With numerous professional services clients, I’ve found this to be true for them as well. In fact, clients in many industries (such as the law, in which the American Bar Association outright banned advertising until the late 1970s) grew for decades solely off the back of personal relationships, referrals and simply doing good work. It’s a shock to many corporate attorneys, CPAs, and financial advisors when they get to a certain point in their growth that it’s no longer sufficient. Which leads me to my second point:
2. You can’t rely solely on referrals and personal relationships as the business grows: While referrals will continue, you must ramp up your marketing engine to match the kind of growth and to target the kind of work that you want to do. Referrals bring in a business stream for a small professional services firm, but they don’t support larger, more sophisticated businesses.
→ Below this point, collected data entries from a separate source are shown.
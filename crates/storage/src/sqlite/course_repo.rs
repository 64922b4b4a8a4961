use study_core::model::{Course, CourseId};

use super::SqliteRepository;
use super::mapping::{conn, course_id_from_i64, id_to_i64, map_course_row, map_write_error};
use crate::repository::{CourseRepository, NewCourseRecord, StorageError};

#[async_trait::async_trait]
impl CourseRepository for SqliteRepository {
    async fn insert_course(&self, course: NewCourseRecord) -> Result<Course, StorageError> {
        let res = sqlx::query(
            r"
            INSERT INTO courses (name, exam_date, created_at)
            VALUES (?1, ?2, ?3)
            ",
        )
        .bind(&course.name)
        .bind(course.exam_date)
        .bind(course.created_at)
        .execute(&self.pool)
        .await
        .map_err(map_write_error)?;

        let id = course_id_from_i64(res.last_insert_rowid())?;
        Course::new(id, course.name, course.exam_date, course.created_at)
            .map_err(|e| StorageError::Serialization(e.to_string()))
    }

    async fn get_course(&self, id: CourseId) -> Result<Option<Course>, StorageError> {
        let row = sqlx::query(
            r"
            SELECT id, name, exam_date, created_at
            FROM courses
            WHERE id = ?1
            ",
        )
        .bind(id_to_i64("course_id", id.value())?)
        .fetch_optional(&self.pool)
        .await
        .map_err(conn)?;

        row.as_ref().map(map_course_row).transpose()
    }

    async fn list_courses(&self, limit: u32) -> Result<Vec<Course>, StorageError> {
        let rows = sqlx::query(
            r"
            SELECT id, name, exam_date, created_at
            FROM courses
            ORDER BY created_at DESC, id DESC
            LIMIT ?1
            ",
        )
        .bind(i64::from(limit))
        .fetch_all(&self.pool)
        .await
        .map_err(conn)?;

        rows.iter().map(map_course_row).collect()
    }
}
As many of my professional services clients have learned, today’s buyer has changed. A 2012 research study by Google and CEB titled The Digital Evolution in B2B Marketing found that customers reported being nearly 60 percent through the sales process before engaging a sales representative, regardless of price point. More accurately, 57 percent of the sales process just disappeared.
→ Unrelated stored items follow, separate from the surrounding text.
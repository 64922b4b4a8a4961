use rand::Rng;
use services::{ExamClock, QuizController, QuizControllerError, QuizSettings, SessionTicket};
use study_core::model::QuestionId;
use study_core::quiz::{AnswerOutcome, TimerState, parse_choice_label};
use tokio::io::{AsyncBufReadExt, BufReader};

use crate::render;

/// One line of user input during a quiz.
#[derive(Debug, Clone, PartialEq, Eq)]
pub enum Input {
    /// 1-based question number and choice index.
    Answer { number: usize, choice: usize },
    Submit,
    Reveal,
    Reset,
    RetryWrong,
    RetryWrongOrUnanswered,
    NewQuiz,
    NewExam { minutes: Option<u32> },
    Show,
    Help,
    Quit,
    Empty,
    Invalid(String),
}

pub fn parse_input(line: &str) -> Input {
    let words: Vec<&str> = line.split_whitespace().collect();
    match words.as_slice() {
        [] => Input::Empty,
        ["submit" | "s"] => Input::Submit,
        ["reveal" | "r"] => Input::Reveal,
        ["reset"] => Input::Reset,
        ["retry"] => Input::RetryWrong,
        ["retry", "all"] => Input::RetryWrongOrUnanswered,
        ["new" | "n"] => Input::NewQuiz,
        ["exam"] => Input::NewExam { minutes: None },
        ["exam", minutes] => minutes.parse().map_or_else(
            |_| Input::Invalid(line.trim().to_owned()),
            |m| Input::NewExam { minutes: Some(m) },
        ),
        ["show" | "ls"] => Input::Show,
        ["help" | "h" | "?"] => Input::Help,
        ["quit" | "q" | "exit"] => Input::Quit,
        [number, letter] => match (number.parse::<usize>(), parse_choice_label(letter)) {
            (Ok(number), Some(choice)) if number > 0 => Input::Answer { number, choice },
            _ => Input::Invalid(line.trim().to_owned()),
        },
        _ => Input::Invalid(line.trim().to_owned()),
    }
}

const HELP: &str = "\
Commands:
  <n> <letter>   answer question n (e.g. `3 b`)
  submit, s      lock answers and show the score
  reveal, r      show or hide the answer key after submitting
  reset          clear answers and start over with the same questions
                 (exams: only after submitting)
  retry          practice the wrongly answered questions
  retry all      practice wrong and unanswered questions
  new, n         new practice quiz
  exam [min]     new timed exam
  show           print the quiz again
  quit, q        leave";

/// Seconds left at which the countdown is announced between redraws.
fn announce(remaining: u32) -> bool {
    remaining > 0 && (remaining % 60 == 0 || remaining == 30 || remaining <= 10)
}

struct Quiz<R> {
    controller: QuizController<R>,
    clock: ExamClock,
    settings: QuizSettings,
}

impl<R: Rng> Quiz<R> {
    fn install(&mut self, ticket: SessionTicket) {
        if ticket.needs_clock() {
            self.clock.arm(ticket.id);
        } else {
            self.clock.stop();
        }
        self.show();
    }

    fn show(&self) {
        if let Some(session) = self.controller.session() {
            println!("{}", render::session(session));
            println!("{}", render::actions(session));
        }
    }

    fn start(&mut self, exam_minutes: Option<u32>) -> Result<(), QuizControllerError> {
        let topic = self.settings.topic();
        let count = self.settings.count();
        let ticket = match exam_minutes {
            Some(minutes) => self.controller.start_exam(topic, count, minutes)?,
            None => self.controller.generate(topic, count)?,
        };
        self.install(ticket);
        Ok(())
    }

    fn retry(&mut self, all: bool) -> Result<(), QuizControllerError> {
        let ticket = if all {
            self.controller.retry_wrong_or_unanswered()?
        } else {
            self.controller.retry_wrong_only()?
        };
        match ticket {
            Some(ticket) => self.install(ticket),
            None => println!("Nothing to retry."),
        }
        Ok(())
    }

    fn answer(&mut self, number: usize, choice: usize) -> Result<(), QuizControllerError> {
        let Some(id) = self.question_id(number) else {
            println!("There is no question {number}.");
            return Ok(());
        };
        match self.controller.select_answer(id, choice)? {
            AnswerOutcome::Recorded { .. } => {}
            AnswerOutcome::Locked => {
                println!("Answers are locked. `reset` or `retry` to keep practicing.");
            }
        }
        Ok(())
    }

    fn question_id(&self, number: usize) -> Option<QuestionId> {
        let session = self.controller.session()?;
        session.questions().get(number.checked_sub(1)?).map(|q| q.id)
    }

    /// Returns `false` when the user asked to leave.
    fn handle(&mut self, input: Input) -> Result<bool, QuizControllerError> {
        match input {
            Input::Answer { number, choice } => self.answer(number, choice)?,
            Input::Submit => {
                if self.controller.submit()? {
                    self.clock.stop();
                    self.show();
                } else {
                    println!("Already submitted.");
                }
            }
            Input::Reveal => {
                if self.controller.toggle_reveal()? {
                    self.show();
                } else {
                    println!("Submit first; exam answers stay visible once revealed.");
                }
            }
            Input::Reset => {
                if self.controller.reset()? {
                    self.clock.stop();
                    self.show();
                } else {
                    println!("The exam is still running. `submit` first, then `reset`.");
                }
            }
            Input::RetryWrong => self.retry(false)?,
            Input::RetryWrongOrUnanswered => self.retry(true)?,
            Input::NewQuiz => self.start(None)?,
            Input::NewExam { minutes: None } => self.start(Some(self.settings.exam_minutes()))?,
            Input::NewExam {
                minutes: Some(minutes),
            } => match self.settings.with_exam_minutes(minutes) {
                Ok(settings) => self.start(Some(settings.exam_minutes()))?,
                Err(err) => println!("{err}"),
            },
            Input::Show => self.show(),
            Input::Help => println!("{HELP}"),
            Input::Quit => return Ok(false),
            Input::Empty => {}
            Input::Invalid(raw) => println!("Unrecognized input: {raw} (type `help`)"),
        }
        Ok(true)
    }

    fn on_tick(&mut self, id: services::SessionId) {
        let Some(state) = self.controller.tick(id) else {
            return;
        };
        match state {
            TimerState::Expired => {
                self.clock.stop();
                println!("⏰ Time's up! Answers are locked.");
                self.show();
            }
            TimerState::Running => {
                if let Some(session) = self.controller.session() {
                    let remaining = session.remaining_secs();
                    if announce(remaining) {
                        println!("⏳ Time Left: {}", session.remaining_display());
                    }
                }
            }
            TimerState::Idle | TimerState::StoppedBySubmit => self.clock.stop(),
        }
    }
}

/// Runs an interactive quiz on stdin/stdout until `quit` or end of input.
///
/// # Errors
///
/// Returns an error if stdin cannot be read or a quiz cannot be generated.
pub async fn run<R: Rng>(
    rng: R,
    settings: QuizSettings,
    exam_minutes: Option<u32>,
) -> Result<(), Box<dyn std::error::Error>> {
    let (clock, mut ticks) = ExamClock::channel();
    let mut quiz = Quiz {
        controller: QuizController::new(rng),
        clock,
        settings,
    };

    println!(
        "{} · {} questions{}",
        settings.topic().label(),
        settings.count(),
        exam_minutes.map_or_else(String::new, |m| format!(" · {m} minute exam"))
    );
    println!("Type `help` for commands.");
    quiz.start(exam_minutes)?;

    let mut lines = BufReader::new(tokio::io::stdin()).lines();
    loop {
        tokio::select! {
            line = lines.next_line() => {
                let Some(line) = line? else { break };
                match quiz.handle(parse_input(&line)) {
                    Ok(true) => {}
                    Ok(false) => break,
                    Err(err) => println!("{err}"),
                }
            }
            Some(id) = ticks.recv() => quiz.on_tick(id),
        }
    }

    quiz.clock.stop();
    if let Some(session) = quiz.controller.session() {
        let score = session.score();
        tracing::info!(correct = score.correct, total = score.total, "quiz closed");
    }
    Ok(())
}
What are buyers doing if they’re not talking to sales? They are surfing corporate websites to identify and qualify vendors, instead of the sales force qualifying them. They are engaging peers in social media to learn more about their needs, potential solutions, and providers. And they are reading, listening to and watching free digital content that is available to them at the click of a mouse (this is where content marketing comes into play, but more on that later).
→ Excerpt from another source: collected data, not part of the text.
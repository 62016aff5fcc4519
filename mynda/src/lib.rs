//! Composition of font glyph outlines and text runs into planar regions.
//!
//! Mynda is a mid level library: it sits above font parsing, which supplies
//! glyph outlines and metrics through the [`FontProvider`] trait, and below
//! whatever geometry backend consumes the composed shape through the
//! [`Region`](region_types::Region) trait.
//!
//! The pipeline runs strictly bottom-up: one contour becomes a closed
//! polygon, a glyph's contours fold into one region via union/difference
//! driven by their winding direction, a line of glyphs is positioned by
//! advance widths and kerning, and a multi-line run is stacked, aligned,
//! unioned and normalized to a requested size. The top-level entry point is
//! [`text_region`]; [`line_regions`] and [`glyph_region`] expose the
//! intermediate stages for hosts that want to parallelize per line or per
//! glyph.

#![forbid(unsafe_code)]
#![deny(rustdoc::broken_intra_doc_links)]

mod contour;
mod error;
mod glyph;
mod layout;
mod provider;
mod text;

/// Expose the shared geometry types crate.
pub use region_types as types;

pub use error::{Error, Result};
pub use glyph::glyph_region;
pub use layout::{line_regions, text_region};
pub use provider::{FontProvider, GlyphOutline};
pub use text::{Align, Text};

/// Type for a glyph identifier.
pub type GlyphId = region_types::GlyphId;
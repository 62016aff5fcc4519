//! Reconstruction of closed polygonal contours from quadratic outlines.

use kurbo::{BezPath, PathEl};
use region_types::{Point, PointFlags};

/// Maximum deviation, in font units, between a quadratic segment and its
/// flattened approximation.
const FLATTEN_TOLERANCE: f64 = 0.25;

/// Composition directive derived from a contour's traversal direction.
///
/// The sign follows the source font's contour winding convention; it says
/// nothing about absolute clockwise or counter-clockwise orientation.
#[derive(Copy, Clone, PartialEq, Eq, Debug)]
pub(crate) enum Winding {
    /// The contour bounds filled geometry.
    Solid,
    /// The contour bounds a hole.
    Hole,
}

/// Builds the closed polygon approximating one contour and classifies its
/// winding direction.
///
/// Consecutive off-curve points imply an on-curve point at their midpoint,
/// synthesized here before curve emission. The rolling previous point is
/// seeded from the contour's last point so the closing edge is handled the
/// same way as interior edges. A contour with fewer than two points yields
/// an empty polygon.
pub(crate) fn contour_to_polygon(
    points: &[Point<f32>],
    flags: &[PointFlags],
) -> (Vec<Point<f32>>, Winding) {
    debug_assert_eq!(points.len(), flags.len());
    if points.len() < 2 {
        return (Vec::new(), Winding::Solid);
    }
    let mut verts: Vec<CurvePoint> = Vec::with_capacity(points.len() * 2);
    let mut sum = 0.0f32;
    let mut prev = *points.last().unwrap();
    let mut prev_off = flags.last().unwrap().is_off_curve();
    for (&point, flag) in points.iter().zip(flags) {
        let off = flag.is_off_curve();
        if off && prev_off {
            verts.push(CurvePoint {
                point: prev.midpoint(point),
                control: false,
            });
        }
        verts.push(CurvePoint {
            point,
            control: off,
        });
        sum += (point.x - prev.x) * (point.y + prev.y);
        prev = point;
        prev_off = off;
    }
    let winding = if sum > 0.0 {
        Winding::Solid
    } else {
        Winding::Hole
    };
    (flatten_closed(&verts), winding)
}

/// One vertex of the reconstructed curve: either on the contour or a
/// quadratic control point between two on-curve neighbors.
#[derive(Copy, Clone, Debug)]
struct CurvePoint {
    point: Point<f32>,
    control: bool,
}

/// Emits the cyclic vertex list as a path of lines and quadratics and
/// flattens it into polygon vertices.
fn flatten_closed(verts: &[CurvePoint]) -> Vec<Point<f32>> {
    // Start from an on-curve vertex; after midpoint synthesis every control
    // point is flanked by on-curve neighbors.
    let Some(first_on) = verts.iter().position(|v| !v.control) else {
        return Vec::new();
    };
    let start = verts[first_on].point;
    let mut path = BezPath::new();
    path.move_to(to_kurbo(start));
    let mut pending: Option<Point<f32>> = None;
    let rest = verts[first_on + 1..].iter().chain(&verts[..first_on]);
    for &CurvePoint { point, control } in rest {
        if control {
            pending = Some(point);
        } else {
            match pending.take() {
                Some(ctrl) => path.quad_to(to_kurbo(ctrl), to_kurbo(point)),
                None => path.line_to(to_kurbo(point)),
            }
        }
    }
    if let Some(ctrl) = pending.take() {
        path.quad_to(to_kurbo(ctrl), to_kurbo(start));
    }
    path.close_path();

    let mut polygon: Vec<Point<f32>> = Vec::new();
    kurbo::flatten(
        path.elements().iter().copied(),
        FLATTEN_TOLERANCE,
        |el| match el {
            PathEl::MoveTo(p) | PathEl::LineTo(p) => {
                polygon.push(Point::new(p.x as f32, p.y as f32))
            }
            _ => {}
        },
    );
    // The closing edge is implicit in the polygon representation.
    if polygon.len() > 1 && polygon.last() == polygon.first() {
        polygon.pop();
    }
    polygon
}

fn to_kurbo(point: Point<f32>) -> kurbo::Point {
    kurbo::Point::new(point.x as f64, point.y as f64)
}

#[cfg(test)]
mod tests {
    use super::*;
    use pretty_assertions::assert_eq;

    fn on(x: f32, y: f32) -> (Point<f32>, PointFlags) {
        (Point::new(x, y), PointFlags::on_curve())
    }

    fn off(x: f32, y: f32) -> (Point<f32>, PointFlags) {
        (Point::new(x, y), PointFlags::off_curve())
    }

    fn build(contour: &[(Point<f32>, PointFlags)]) -> (Vec<Point<f32>>, Winding) {
        let points: Vec<_> = contour.iter().map(|(p, _)| *p).collect();
        let flags: Vec<_> = contour.iter().map(|(_, f)| *f).collect();
        contour_to_polygon(&points, &flags)
    }

    #[test]
    fn winding_unit_square() {
        // The direction that accumulates a positive sum is solid; its
        // reverse is a hole.
        let square = [on(0.0, 0.0), on(0.0, 1.0), on(1.0, 1.0), on(1.0, 0.0)];
        let (polygon, winding) = build(&square);
        assert_eq!(winding, Winding::Solid);
        assert_eq!(polygon.len(), 4);

        let mut reversed = square;
        reversed.reverse();
        let (_, winding) = build(&reversed);
        assert_eq!(winding, Winding::Hole);
    }

    #[test]
    fn all_on_curve_polygon_matches_input() {
        let square = [on(0.0, 0.0), on(0.0, 10.0), on(8.0, 10.0), on(8.0, 0.0)];
        let (polygon, _) = build(&square);
        let expected: Vec<_> = square.iter().map(|(p, _)| *p).collect();
        assert_eq!(polygon, expected);
    }

    #[test]
    fn implicit_midpoint_synthesis() {
        // Two adjacent off-curve points imply an on-curve point at their
        // midpoint; it must show up as a polygon vertex.
        let contour = [on(-1.0, 0.0), off(0.0, 0.0), off(2.0, 2.0), on(3.0, 1.0)];
        let (polygon, _) = build(&contour);
        assert!(
            polygon.contains(&Point::new(1.0, 1.0)),
            "expected implicit on-curve point at (1, 1) in {polygon:?}"
        );
    }

    #[test]
    fn all_off_curve_contour() {
        // Every edge pair implies a midpoint, including the closing edge.
        let contour = [off(0.0, 0.0), off(0.0, 2.0), off(2.0, 2.0), off(2.0, 0.0)];
        let (polygon, _) = build(&contour);
        for expected in [
            Point::new(0.0, 1.0),
            Point::new(1.0, 2.0),
            Point::new(2.0, 1.0),
            Point::new(1.0, 0.0),
        ] {
            assert!(
                polygon.contains(&expected),
                "missing implied midpoint {expected:?} in {polygon:?}"
            );
        }
    }

    #[test]
    fn off_curve_start_rotates_to_on_curve() {
        let contour = [off(0.0, 4.0), on(0.0, 0.0), on(4.0, 0.0), on(4.0, 4.0)];
        let (polygon, _) = build(&contour);
        assert_eq!(polygon.first(), Some(&Point::new(0.0, 0.0)));
        // The closing quadratic through the leading control point lands
        // back on the start without duplicating it.
        assert_eq!(
            polygon.iter().filter(|p| **p == Point::new(0.0, 0.0)).count(),
            1
        );
    }

    #[test]
    fn degenerate_contours_are_empty() {
        assert!(build(&[]).0.is_empty());
        assert!(build(&[on(1.0, 1.0)]).0.is_empty());
    }

    #[test]
    fn quadratic_segments_are_flattened() {
        // A single quad between on-curve points must contribute
        // intermediate vertices, not just its endpoints.
        let contour = [on(0.0, 0.0), off(50.0, 100.0), on(100.0, 0.0)];
        let (polygon, _) = build(&contour);
        assert!(polygon.len() > 3, "quad was not subdivided: {polygon:?}");
        assert!(polygon
            .iter()
            .any(|p| p.y > 25.0 && (p.x - 50.0).abs() < 30.0));
    }
}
3. Market according to the work you want, and forget about the rest: A lot of my clients have trouble figuring out what they want to market or promote. I hear this a lot: “but if I say that I specialize in X, I might not get Y business.” And my response is always to ask them what they really, really want to do. That’s where your marketing efforts must focus. That’s a hard choice when you’re still growing and can’t imagine turning away work. However, trust me, you’ll still get business in areas where you don’t specialize. But your marketing must focus on what really you want to do.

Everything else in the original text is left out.